Your goal> Every line in the entries that holds "dispatch" should be identified and copied.

Supplied material>
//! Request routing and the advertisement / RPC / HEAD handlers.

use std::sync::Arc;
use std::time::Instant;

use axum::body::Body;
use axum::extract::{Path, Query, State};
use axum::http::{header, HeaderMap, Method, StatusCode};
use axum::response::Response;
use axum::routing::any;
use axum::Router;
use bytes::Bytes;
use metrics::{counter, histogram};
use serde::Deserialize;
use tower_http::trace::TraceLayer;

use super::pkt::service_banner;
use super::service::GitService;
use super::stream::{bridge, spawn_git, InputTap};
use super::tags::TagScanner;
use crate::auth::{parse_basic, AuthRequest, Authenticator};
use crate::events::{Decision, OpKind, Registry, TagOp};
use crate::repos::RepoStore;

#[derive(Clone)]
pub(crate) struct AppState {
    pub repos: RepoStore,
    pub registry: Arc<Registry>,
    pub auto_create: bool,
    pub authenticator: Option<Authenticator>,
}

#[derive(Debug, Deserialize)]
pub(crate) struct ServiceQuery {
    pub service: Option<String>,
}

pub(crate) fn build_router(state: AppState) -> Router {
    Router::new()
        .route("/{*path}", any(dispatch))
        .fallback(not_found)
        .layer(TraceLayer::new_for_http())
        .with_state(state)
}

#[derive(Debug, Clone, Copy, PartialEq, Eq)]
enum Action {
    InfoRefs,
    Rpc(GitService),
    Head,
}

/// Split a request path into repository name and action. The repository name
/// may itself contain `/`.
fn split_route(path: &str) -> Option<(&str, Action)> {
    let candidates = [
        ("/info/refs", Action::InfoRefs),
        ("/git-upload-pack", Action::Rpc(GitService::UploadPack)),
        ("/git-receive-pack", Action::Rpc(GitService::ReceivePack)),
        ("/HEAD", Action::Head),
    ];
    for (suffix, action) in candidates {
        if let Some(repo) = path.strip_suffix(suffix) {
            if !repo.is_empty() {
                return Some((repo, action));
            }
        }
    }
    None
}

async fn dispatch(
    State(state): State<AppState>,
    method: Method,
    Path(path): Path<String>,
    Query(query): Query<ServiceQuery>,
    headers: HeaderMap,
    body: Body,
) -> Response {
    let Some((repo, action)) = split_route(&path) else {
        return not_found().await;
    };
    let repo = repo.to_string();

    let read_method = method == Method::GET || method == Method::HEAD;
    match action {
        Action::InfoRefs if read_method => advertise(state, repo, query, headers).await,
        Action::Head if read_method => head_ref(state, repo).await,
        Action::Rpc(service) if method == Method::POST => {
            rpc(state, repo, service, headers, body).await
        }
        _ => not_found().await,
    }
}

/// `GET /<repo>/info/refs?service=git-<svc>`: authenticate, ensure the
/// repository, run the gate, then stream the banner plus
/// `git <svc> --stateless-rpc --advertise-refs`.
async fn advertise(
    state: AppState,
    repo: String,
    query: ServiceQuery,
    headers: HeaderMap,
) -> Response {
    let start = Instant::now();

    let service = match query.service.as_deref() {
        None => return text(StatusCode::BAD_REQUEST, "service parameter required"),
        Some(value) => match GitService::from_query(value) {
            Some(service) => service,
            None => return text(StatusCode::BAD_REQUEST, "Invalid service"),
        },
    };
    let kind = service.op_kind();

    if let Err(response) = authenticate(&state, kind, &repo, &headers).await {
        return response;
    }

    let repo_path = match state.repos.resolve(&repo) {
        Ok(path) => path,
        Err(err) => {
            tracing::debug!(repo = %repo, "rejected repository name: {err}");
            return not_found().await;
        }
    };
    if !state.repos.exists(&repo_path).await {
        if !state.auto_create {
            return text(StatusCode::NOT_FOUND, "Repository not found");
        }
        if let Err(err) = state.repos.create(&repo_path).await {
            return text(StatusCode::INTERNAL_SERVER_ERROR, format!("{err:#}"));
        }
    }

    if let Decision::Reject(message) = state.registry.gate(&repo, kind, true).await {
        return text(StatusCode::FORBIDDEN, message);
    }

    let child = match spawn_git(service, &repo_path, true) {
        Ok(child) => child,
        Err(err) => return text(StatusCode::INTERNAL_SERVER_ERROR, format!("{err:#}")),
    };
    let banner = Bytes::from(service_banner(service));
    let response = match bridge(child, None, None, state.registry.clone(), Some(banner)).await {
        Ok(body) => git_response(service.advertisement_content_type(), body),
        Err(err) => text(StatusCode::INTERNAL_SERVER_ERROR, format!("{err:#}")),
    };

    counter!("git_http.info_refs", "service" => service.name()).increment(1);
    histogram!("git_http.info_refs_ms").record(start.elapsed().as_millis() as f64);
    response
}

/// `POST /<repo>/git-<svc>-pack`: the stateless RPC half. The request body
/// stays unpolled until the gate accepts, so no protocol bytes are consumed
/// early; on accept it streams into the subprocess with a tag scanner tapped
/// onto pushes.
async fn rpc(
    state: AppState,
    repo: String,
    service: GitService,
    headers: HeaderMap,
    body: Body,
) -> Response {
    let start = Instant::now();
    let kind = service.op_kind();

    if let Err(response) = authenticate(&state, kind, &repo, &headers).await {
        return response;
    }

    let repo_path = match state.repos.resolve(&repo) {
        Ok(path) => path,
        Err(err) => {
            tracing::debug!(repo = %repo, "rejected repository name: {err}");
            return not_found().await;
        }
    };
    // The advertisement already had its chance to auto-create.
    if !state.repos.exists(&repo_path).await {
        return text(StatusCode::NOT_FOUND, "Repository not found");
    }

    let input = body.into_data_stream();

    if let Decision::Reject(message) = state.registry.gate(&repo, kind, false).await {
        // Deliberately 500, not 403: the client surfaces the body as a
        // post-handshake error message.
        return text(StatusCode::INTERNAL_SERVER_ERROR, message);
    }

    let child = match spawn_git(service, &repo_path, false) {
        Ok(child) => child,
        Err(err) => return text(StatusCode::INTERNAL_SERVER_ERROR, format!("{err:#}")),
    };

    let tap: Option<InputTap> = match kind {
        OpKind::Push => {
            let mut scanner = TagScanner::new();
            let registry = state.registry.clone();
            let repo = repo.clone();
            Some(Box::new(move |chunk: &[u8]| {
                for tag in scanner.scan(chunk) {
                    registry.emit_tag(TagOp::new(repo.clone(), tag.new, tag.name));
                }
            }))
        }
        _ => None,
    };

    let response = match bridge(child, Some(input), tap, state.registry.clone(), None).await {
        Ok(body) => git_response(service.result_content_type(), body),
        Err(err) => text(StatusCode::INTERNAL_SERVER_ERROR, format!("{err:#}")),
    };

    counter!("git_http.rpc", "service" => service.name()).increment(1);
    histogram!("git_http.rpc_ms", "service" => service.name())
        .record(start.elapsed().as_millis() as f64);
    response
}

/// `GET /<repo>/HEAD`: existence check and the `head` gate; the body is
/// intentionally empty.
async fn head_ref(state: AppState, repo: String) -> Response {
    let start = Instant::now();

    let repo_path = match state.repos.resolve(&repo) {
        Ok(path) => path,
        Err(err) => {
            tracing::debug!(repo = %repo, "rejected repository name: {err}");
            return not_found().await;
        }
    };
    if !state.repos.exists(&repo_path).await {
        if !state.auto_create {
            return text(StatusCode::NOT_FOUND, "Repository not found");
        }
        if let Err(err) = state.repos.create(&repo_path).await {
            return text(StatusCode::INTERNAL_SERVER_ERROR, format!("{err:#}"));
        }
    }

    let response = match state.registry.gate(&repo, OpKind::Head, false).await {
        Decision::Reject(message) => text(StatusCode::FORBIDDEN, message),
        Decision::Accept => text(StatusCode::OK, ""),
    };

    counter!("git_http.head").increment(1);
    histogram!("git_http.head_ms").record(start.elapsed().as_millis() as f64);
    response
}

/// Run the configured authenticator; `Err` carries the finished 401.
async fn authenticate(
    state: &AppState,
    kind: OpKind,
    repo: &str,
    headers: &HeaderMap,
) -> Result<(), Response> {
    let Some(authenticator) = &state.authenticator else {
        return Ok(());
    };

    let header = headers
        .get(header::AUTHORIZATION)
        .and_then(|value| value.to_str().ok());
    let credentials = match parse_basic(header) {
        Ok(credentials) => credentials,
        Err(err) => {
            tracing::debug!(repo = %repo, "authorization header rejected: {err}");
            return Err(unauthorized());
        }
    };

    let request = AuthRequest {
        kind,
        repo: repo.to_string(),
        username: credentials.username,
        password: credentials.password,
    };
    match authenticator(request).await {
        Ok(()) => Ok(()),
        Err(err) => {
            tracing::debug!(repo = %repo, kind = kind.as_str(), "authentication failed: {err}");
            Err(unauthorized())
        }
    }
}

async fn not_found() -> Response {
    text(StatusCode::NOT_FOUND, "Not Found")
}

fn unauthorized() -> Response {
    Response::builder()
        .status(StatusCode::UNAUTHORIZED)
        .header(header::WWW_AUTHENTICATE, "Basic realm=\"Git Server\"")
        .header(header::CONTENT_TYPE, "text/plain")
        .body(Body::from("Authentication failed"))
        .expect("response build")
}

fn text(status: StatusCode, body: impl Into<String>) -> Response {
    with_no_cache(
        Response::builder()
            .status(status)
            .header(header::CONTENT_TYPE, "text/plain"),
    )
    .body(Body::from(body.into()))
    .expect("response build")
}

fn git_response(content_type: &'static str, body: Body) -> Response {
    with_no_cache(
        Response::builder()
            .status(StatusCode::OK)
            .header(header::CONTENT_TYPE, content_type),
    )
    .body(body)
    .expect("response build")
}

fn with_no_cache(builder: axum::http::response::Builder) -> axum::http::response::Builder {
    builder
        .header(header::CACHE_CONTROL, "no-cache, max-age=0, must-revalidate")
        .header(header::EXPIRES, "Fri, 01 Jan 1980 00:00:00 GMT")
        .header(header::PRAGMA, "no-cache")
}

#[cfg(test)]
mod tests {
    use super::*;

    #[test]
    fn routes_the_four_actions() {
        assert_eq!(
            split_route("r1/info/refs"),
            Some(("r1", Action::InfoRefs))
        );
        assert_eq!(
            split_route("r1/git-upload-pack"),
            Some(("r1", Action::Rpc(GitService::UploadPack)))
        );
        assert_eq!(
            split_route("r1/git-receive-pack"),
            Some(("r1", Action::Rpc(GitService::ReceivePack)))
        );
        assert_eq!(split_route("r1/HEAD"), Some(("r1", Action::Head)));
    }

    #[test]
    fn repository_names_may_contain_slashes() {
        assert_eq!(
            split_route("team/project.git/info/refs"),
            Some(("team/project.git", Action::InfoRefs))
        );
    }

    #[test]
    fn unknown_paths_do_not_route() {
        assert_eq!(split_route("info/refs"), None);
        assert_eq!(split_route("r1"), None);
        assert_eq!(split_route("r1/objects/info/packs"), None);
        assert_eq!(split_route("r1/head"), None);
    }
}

Answer for the task>
        .route("/{*path}", any(dispatch))
async fn dispatch(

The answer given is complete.